What the task requires:
For the data below, restate word for word only the lines from the line containing "let finished = batch.trip_ids.iter().all(|trip_id|" through the line containing "let mut claimed = Vec::new();", both ends included.

[Entries taken from a collection]

|---|

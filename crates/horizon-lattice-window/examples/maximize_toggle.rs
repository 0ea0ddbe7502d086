//! Runs the maximize/close sequence against the headless backend.
//!
//! ```sh
//! RUST_LOG=trace cargo run -p horizon-lattice-window --example maximize_toggle
//! ```

use horizon_lattice_window::{
    HeadlessBackend, WindowContext, WindowHandle, WindowState, error_message,
};

fn on_maximize(ctx: &WindowContext, window: WindowHandle, state: &WindowState) {
    ctx.set_title(window, "Maximized Window");
    state.event.window.maximize.set(on_maximize_another);
}

fn on_maximize_another(ctx: &WindowContext, window: WindowHandle, state: &WindowState) {
    ctx.set_title(window, "Maximized(another) Window");
    state.event.window.maximize.set(on_maximize);
}

fn main() {
    tracing_subscriber::fmt()
        .with_env_filter(tracing_subscriber::EnvFilter::from_default_env())
        .init();

    let backend = HeadlessBackend::new();
    let ctx = WindowContext::new(backend.clone());
    ctx.set_exit_hook(|code| println!("exit hook called with {code}"));

    let window = match ctx.create(400, 100, Some("Window 1"), None) {
        Ok(window) => window,
        Err(err) => {
            eprintln!("{err} ({})", error_message(ctx.last_error().as_raw()));
            std::process::exit(1);
        }
    };
    ctx.show(window);

    let state = ctx.state(window).expect("state attached after create");
    state.event.window.maximize.set(on_maximize);
    state.event.window.close.set(|ctx, _, state| {
        state.set_running(false);
        ctx.request_exit(0);
    });

    for _ in 0..2 {
        backend.post_maximize(window);
        ctx.pump(None);
        println!("title: {}", ctx.title(window).unwrap_or_default());
    }

    backend.post_close(window);
    while state.is_running() {
        ctx.pump(None);
    }
}
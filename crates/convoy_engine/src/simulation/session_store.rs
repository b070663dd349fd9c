use std::{
    sync::{
        Arc,
        atomic::{AtomicUsize, Ordering},
    },
    time::Duration,
};

use fxhash::{FxHashMap, FxHashSet};
use parking_lot::RwLock;
use tokio::time::Instant;
use uuid::Uuid;

use crate::{
    geopoint::GeoPoint,
    model::trip_id::TripId,
    routing::route_polyline::RoutePolyline,
};

use super::session::{BatchId, SimulationSession};

#[derive(Clone, Debug, PartialEq)]
pub enum BatchState {
    Running,
    /// Every session reached the end, the backend is being notified.
    Completing,
    /// The animation finished but the backend did not record delivery.
    SyncFailed(String),
}

#[derive(Clone, Debug)]
pub struct SimulationBatch {
    id: BatchId,
    trip_ids: Vec<TripId>,
    state: BatchState,
}

impl SimulationBatch {
    pub fn id(&self) -> &BatchId {
        &self.id
    }

    pub fn trip_ids(&self) -> &[TripId] {
        &self.trip_ids
    }

    pub fn state(&self) -> &BatchState {
        &self.state
    }
}

#[derive(Clone, Debug, PartialEq)]
pub enum SessionEvent {
    Started {
        batch_id: BatchId,
        trip_ids: Vec<TripId>,
    },
    Progress {
        batch_id: BatchId,
        progress: f64,
        positions: Vec<(TripId, GeoPoint)>,
    },
    Completed {
        batch_id: BatchId,
        trip_ids: Vec<TripId>,
    },
    Synced {
        trip_ids: Vec<TripId>,
        message: String,
    },
    SyncFailed {
        batch_id: BatchId,
        trip_ids: Vec<TripId>,
        error: String,
    },
    Cancelled {
        batch_id: BatchId,
        trip_ids: Vec<TripId>,
    },
}

pub enum TickOutcome {
    Running,
    /// Returned once, on the tick where the last session reached the end.
    Completed(Vec<TripId>),
    /// The batch was cancelled or already completed, stop ticking.
    Gone,
}

pub type SubscriptionId = usize;

/// A consistent copy of the store, taken under one lock.
#[derive(Clone, Debug, Default)]
pub struct SessionSnapshot {
    pub sessions: Vec<SimulationSession>,
    pub batches: Vec<SimulationBatch>,
}

impl SessionSnapshot {
    pub fn session(&self, trip_id: &TripId) -> Option<&SimulationSession> {
        self.sessions
            .iter()
            .find(|session| session.trip_id() == trip_id)
    }

    pub fn sync_failed_batches(&self) -> impl Iterator<Item = &SimulationBatch> {
        self.batches
            .iter()
            .filter(|batch| matches!(batch.state, BatchState::SyncFailed(_)))
    }
}

type Subscriber = Box<dyn Fn(&SessionEvent) + Send + Sync>;

#[derive(Default)]
struct StoreState {
    sessions: FxHashMap<TripId, SimulationSession>,
    batches: FxHashMap<BatchId, SimulationBatch>,
    /// Trips whose start request is waiting on the backend.
    reserved: FxHashSet<TripId>,
}

impl StoreState {
    fn is_running(&self, trip_id: &TripId) -> bool {
        self.reserved.contains(trip_id)
            || self
                .sessions
                .get(trip_id)
                .is_some_and(|session| session.is_running())
    }

    /// The trip's batch finished and its completion request is in flight.
    fn is_syncing(&self, trip_id: &TripId) -> bool {
        self.sessions
            .get(trip_id)
            .and_then(|session| self.batches.get(session.batch_id()))
            .is_some_and(|batch| batch.state == BatchState::Completing)
    }

    /// Running and syncing trips accept neither a start nor a completion.
    fn is_busy(&self, trip_id: &TripId) -> bool {
        self.is_running(trip_id) || self.is_syncing(trip_id)
    }

    fn remove_batch(&mut self, batch_id: &BatchId) -> Option<SimulationBatch> {
        let batch = self.batches.remove(batch_id)?;
        for trip_id in &batch.trip_ids {
            if self
                .sessions
                .get(trip_id)
                .is_some_and(|session| session.batch_id() == batch_id)
            {
                self.sessions.remove(trip_id);
            }
        }
        Some(batch)
    }
}

/// Engine owned record of every simulation session, keyed by trip.
///
/// Only the coordinator and the simulation clock mutate it. Views read
/// copies and observe changes through [`SessionStore::subscribe`].
#[derive(Default)]
pub struct SessionStore {
    state: RwLock<StoreState>,
    subscribers: RwLock<Vec<(SubscriptionId, Subscriber)>>,
    next_subscription: AtomicUsize,
}

impl SessionStore {
    pub fn new() -> Arc<Self> {
        Arc::new(Self::default())
    }

    /// Callbacks run synchronously on the thread mutating the store and
    /// must not subscribe or unsubscribe themselves.
    pub fn subscribe<F>(&self, callback: F) -> SubscriptionId
    where
        F: Fn(&SessionEvent) + Send + Sync + 'static,
    {
        let id = self.next_subscription.fetch_add(1, Ordering::Relaxed);
        self.subscribers.write().push((id, Box::new(callback)));
        id
    }

    pub fn unsubscribe(&self, id: SubscriptionId) {
        self.subscribers
            .write()
            .retain(|(subscription, _)| *subscription != id);
    }

    fn notify(&self, event: SessionEvent) {
        for (_, callback) in self.subscribers.read().iter() {
            callback(&event);
        }
    }

    /// The trip has a running session or a start request in flight.
    pub fn is_running(&self, trip_id: &TripId) -> bool {
        self.state.read().is_running(trip_id)
    }

    pub fn is_syncing(&self, trip_id: &TripId) -> bool {
        self.state.read().is_syncing(trip_id)
    }

    pub fn session(&self, trip_id: &TripId) -> Option<SimulationSession> {
        self.state.read().sessions.get(trip_id).cloned()
    }

    pub fn sessions(&self) -> Vec<SimulationSession> {
        let mut sessions: Vec<SimulationSession> =
            self.state.read().sessions.values().cloned().collect();
        sessions.sort_by(|a, b| a.trip_id().cmp(b.trip_id()));
        sessions
    }

    pub fn batch(&self, batch_id: &BatchId) -> Option<SimulationBatch> {
        self.state.read().batches.get(batch_id).cloned()
    }

    pub fn batches(&self) -> Vec<SimulationBatch> {
        self.state.read().batches.values().cloned().collect()
    }

    pub fn snapshot(&self) -> SessionSnapshot {
        let state = self.state.read();
        let mut snapshot = SessionSnapshot {
            sessions: state.sessions.values().cloned().collect(),
            batches: state.batches.values().cloned().collect(),
        };
        snapshot
            .sessions
            .sort_by(|a, b| a.trip_id().cmp(b.trip_id()));
        snapshot
    }

    pub fn has_active_batches(&self) -> bool {
        let state = self.state.read();
        !state.reserved.is_empty()
            || state
                .batches
                .values()
                .any(|batch| !matches!(batch.state, BatchState::SyncFailed(_)))
    }

    /// Claims the trips for a start request. Fails with the trips that
    /// already have a running or starting session, or whose completion is
    /// still being recorded.
    pub(crate) fn reserve(&self, trip_ids: &[TripId]) -> Result<(), Vec<TripId>> {
        let mut state = self.state.write();

        let busy: Vec<TripId> = trip_ids
            .iter()
            .filter(|trip_id| state.is_busy(trip_id))
            .cloned()
            .collect();

        if !busy.is_empty() {
            return Err(busy);
        }

        state.reserved.extend(trip_ids.iter().cloned());
        Ok(())
    }

    pub(crate) fn release(&self, trip_ids: &[TripId]) {
        let mut state = self.state.write();
        for trip_id in trip_ids {
            state.reserved.remove(trip_id);
        }
    }

    /// Turns reserved trips into running sessions sharing `started_at`.
    ///
    /// Returns `None` when the reservation was cancelled in the meantime.
    pub(crate) fn create_batch(
        &self,
        polylines: Vec<(TripId, Arc<RoutePolyline>)>,
        started_at: Instant,
        duration: Duration,
    ) -> Option<BatchId> {
        let batch_id = Uuid::new_v4().to_string();
        let trip_ids: Vec<TripId> = polylines.iter().map(|(id, _)| id.clone()).collect();

        {
            let mut state = self.state.write();

            if !trip_ids.iter().all(|id| state.reserved.contains(id)) {
                for trip_id in &trip_ids {
                    state.reserved.remove(trip_id);
                }
                return None;
            }

            let sessions: Option<Vec<SimulationSession>> = polylines
                .into_iter()
                .map(|(trip_id, polyline)| {
                    SimulationSession::new(trip_id, batch_id.clone(), polyline, started_at, duration)
                })
                .collect();

            let Some(sessions) = sessions else {
                for trip_id in &trip_ids {
                    state.reserved.remove(trip_id);
                }
                return None;
            };

            for session in sessions {
                let trip_id = session.trip_id().clone();
                state.reserved.remove(&trip_id);

                // a finished session from an earlier batch is replaced
                if let Some(previous) = state.sessions.insert(trip_id.clone(), session) {
                    let previous_batch = previous.batch_id().clone();
                    let now_empty = state.batches.get_mut(&previous_batch).is_some_and(|batch| {
                        batch.trip_ids.retain(|id| *id != trip_id);
                        batch.trip_ids.is_empty()
                    });
                    if now_empty {
                        state.batches.remove(&previous_batch);
                    }
                }
            }

            state.batches.insert(
                batch_id.clone(),
                SimulationBatch {
                    id: batch_id.clone(),
                    trip_ids: trip_ids.clone(),
                    state: BatchState::Running,
                },
            );
        }

        self.notify(SessionEvent::Started {
            batch_id: batch_id.clone(),
            trip_ids,
        });

        Some(batch_id)
    }

    /// Advances every session of the batch to `now`.
    pub(crate) fn tick(&self, batch_id: &BatchId, now: Instant) -> TickOutcome {
        let mut events = Vec::with_capacity(2);

        let outcome = {
            let mut state = self.state.write();
            let StoreState {
                sessions, batches, ..
            } = &mut *state;

            let Some(batch) = batches.get_mut(batch_id) else {
                return TickOutcome::Gone;
            };

            if batch.state != BatchState::Running {
                return TickOutcome::Gone;
            }

            let mut progress = 1.0_f64;
            let mut positions = Vec::with_capacity(batch.trip_ids.len());
            for trip_id in &batch.trip_ids {
                if let Some(session) = sessions.get_mut(trip_id) {
                    session.advance(now);
                    progress = progress.min(session.progress());
                    positions.push((trip_id.clone(), session.position()));
                }
            }

            events.push(SessionEvent::Progress {
                batch_id: batch_id.clone(),
                progress,
                positions,
            });

            let finished = batch.trip_ids.iter().all(|trip_id| {
                sessions
                    .get(trip_id)
                    .is_none_or(|session| !session.is_running())
            });

            if finished {
                batch.state = BatchState::Completing;
                events.push(SessionEvent::Completed {
                    batch_id: batch_id.clone(),
                    trip_ids: batch.trip_ids.clone(),
                });
                TickOutcome::Completed(batch.trip_ids.clone())
            } else {
                TickOutcome::Running
            }
        };

        for event in events {
            self.notify(event);
        }

        outcome
    }

    pub(crate) fn mark_sync_failed(&self, batch_id: &BatchId, error: String) {
        let trip_ids = {
            let mut state = self.state.write();
            let Some(batch) = state.batches.get_mut(batch_id) else {
                return;
            };
            batch.state = BatchState::SyncFailed(error.clone());
            batch.trip_ids.clone()
        };

        self.notify(SessionEvent::SyncFailed {
            batch_id: batch_id.clone(),
            trip_ids,
            error,
        });
    }

    /// Moves the failed batches fully covered by `trip_ids` back to
    /// `Completing` for a manual retry.
    ///
    /// Fails with the trips whose completion is already in flight.
    pub(crate) fn begin_sync(&self, trip_ids: &[TripId]) -> Result<Vec<BatchId>, Vec<TripId>> {
        let mut state = self.state.write();

        let syncing: Vec<TripId> = trip_ids
            .iter()
            .filter(|trip_id| state.is_syncing(trip_id))
            .cloned()
            .collect();

        if !syncing.is_empty() {
            return Err(syncing);
        }

        let covered: FxHashSet<&TripId> = trip_ids.iter().collect();
        let mut claimed = Vec::new();
        for batch in state.batches.values_mut() {
            if matches!(batch.state, BatchState::SyncFailed(_))
                && batch.trip_ids.iter().all(|id| covered.contains(id))
            {
                batch.state = BatchState::Completing;
                claimed.push(batch.id.clone());
            }
        }

        Ok(claimed)
    }

    /// Drops local state for trips the backend confirmed as delivered.
    pub(crate) fn discard(&self, trip_ids: &[TripId], message: String) {
        {
            let mut state = self.state.write();
            let discarded: FxHashSet<&TripId> = trip_ids.iter().collect();

            state.sessions.retain(|trip_id, session| {
                !(discarded.contains(trip_id) && !session.is_running())
            });
            state.batches.retain(|_, batch| {
                if batch.state == BatchState::Running {
                    return true;
                }
                batch.trip_ids.retain(|id| !discarded.contains(id));
                !batch.trip_ids.is_empty()
            });
        }

        self.notify(SessionEvent::Synced {
            trip_ids: trip_ids.to_vec(),
            message,
        });
    }

    pub(crate) fn cancel_batch(&self, batch_id: &BatchId) -> bool {
        let removed = self.state.write().remove_batch(batch_id);

        match removed {
            Some(batch) => {
                self.notify(SessionEvent::Cancelled {
                    batch_id: batch.id,
                    trip_ids: batch.trip_ids,
                });
                true
            }
            None => false,
        }
    }

    /// Forgets every batch and pending reservation.
    pub(crate) fn cancel_all(&self) -> Vec<BatchId> {
        let removed: Vec<SimulationBatch> = {
            let mut state = self.state.write();
            state.reserved.clear();
            let batch_ids: Vec<BatchId> = state.batches.keys().cloned().collect();
            batch_ids
                .iter()
                .filter_map(|batch_id| state.remove_batch(batch_id))
                .collect()
        };

        removed
            .into_iter()
            .map(|batch| {
                self.notify(SessionEvent::Cancelled {
                    batch_id: batch.id.clone(),
                    trip_ids: batch.trip_ids,
                });
                batch.id
            })
            .collect()
    }
}
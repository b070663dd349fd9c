pub mod route_polyline;
pub mod route_resolver;
pub mod routing_service;
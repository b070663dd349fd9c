use std::time::Duration;

use jiff::SpanRelativeTo;

/// Accepts `10s`, ISO 8601 durations such as `PT15S`, or plain seconds.
pub fn parse_duration(input: &str) -> Result<Duration, String> {
    if let Ok(duration) = input.parse::<jiff::SignedDuration>() {
        return Ok(duration.unsigned_abs());
    }

    if let Ok(duration) = input
        .parse::<jiff::Span>()
        .and_then(|span| span.to_duration(SpanRelativeTo::days_are_24_hours()))
    {
        return Ok(duration.unsigned_abs());
    }

    if let Ok(seconds) = input.parse::<f64>() {
        if seconds.is_finite() {
            return Ok(Duration::from_secs_f64(seconds.abs()));
        }
    }

    Err(String::from("Invalid duration"))
}

pub fn parse_fps(input: &str) -> Result<u32, String> {
    match input.parse::<u32>() {
        Ok(fps) if (1..=240).contains(&fps) => Ok(fps),
        _ => Err(String::from("Frame rate must be between 1 and 240")),
    }
}
use jiff::civil::Date;

use crate::geopoint::GeoPoint;

use super::{station::Station, stop::StopStatus, trip::Trip};

/// A customer shipment.
#[derive(Clone, Debug, PartialEq)]
pub struct Cargo {
    pub id: u64,
    pub station: Station,
    pub weight: f64,
    pub quantity: u32,
    pub status: StopStatus,
    pub target_date: Option<Date>,
}

/// Everything the customer screen needs to follow one shipment.
#[derive(Clone, Debug, PartialEq)]
pub struct CargoRoute {
    pub cargo: Cargo,
    /// Waypoints as computed by the backend, stops followed by the depot.
    pub route: Vec<GeoPoint>,
    /// The trip carrying the cargo, once it has been planned.
    pub trip: Option<Trip>,
    /// Index of the stop where the cargo is picked up.
    pub my_stop_index: Option<usize>,
}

|---|

Task solution:
            let finished = batch.trip_ids.iter().all(|trip_id| {
                sessions
                    .get(trip_id)
                    .is_none_or(|session| !session.is_running())
            });

            if finished {
                batch.state = BatchState::Completing;
                events.push(SessionEvent::Completed {
                    batch_id: batch_id.clone(),
                    trip_ids: batch.trip_ids.clone(),
                });
                TickOutcome::Completed(batch.trip_ids.clone())
            } else {
                TickOutcome::Running
            }
        };

        for event in events {
            self.notify(event);
        }

        outcome
    }

    pub(crate) fn mark_sync_failed(&self, batch_id: &BatchId, error: String) {
        let trip_ids = {
            let mut state = self.state.write();
            let Some(batch) = state.batches.get_mut(batch_id) else {
                return;
            };
            batch.state = BatchState::SyncFailed(error.clone());
            batch.trip_ids.clone()
        };

        self.notify(SessionEvent::SyncFailed {
            batch_id: batch_id.clone(),
            trip_ids,
            error,
        });
    }

    /// Moves the failed batches fully covered by `trip_ids` back to
    /// `Completing` for a manual retry.
    ///
    /// Fails with the trips whose completion is already in flight.
    pub(crate) fn begin_sync(&self, trip_ids: &[TripId]) -> Result<Vec<BatchId>, Vec<TripId>> {
        let mut state = self.state.write();

        let syncing: Vec<TripId> = trip_ids
            .iter()
            .filter(|trip_id| state.is_syncing(trip_id))
            .cloned()
            .collect();

        if !syncing.is_empty() {
            return Err(syncing);
        }

        let covered: FxHashSet<&TripId> = trip_ids.iter().collect();
        let mut claimed = Vec::new();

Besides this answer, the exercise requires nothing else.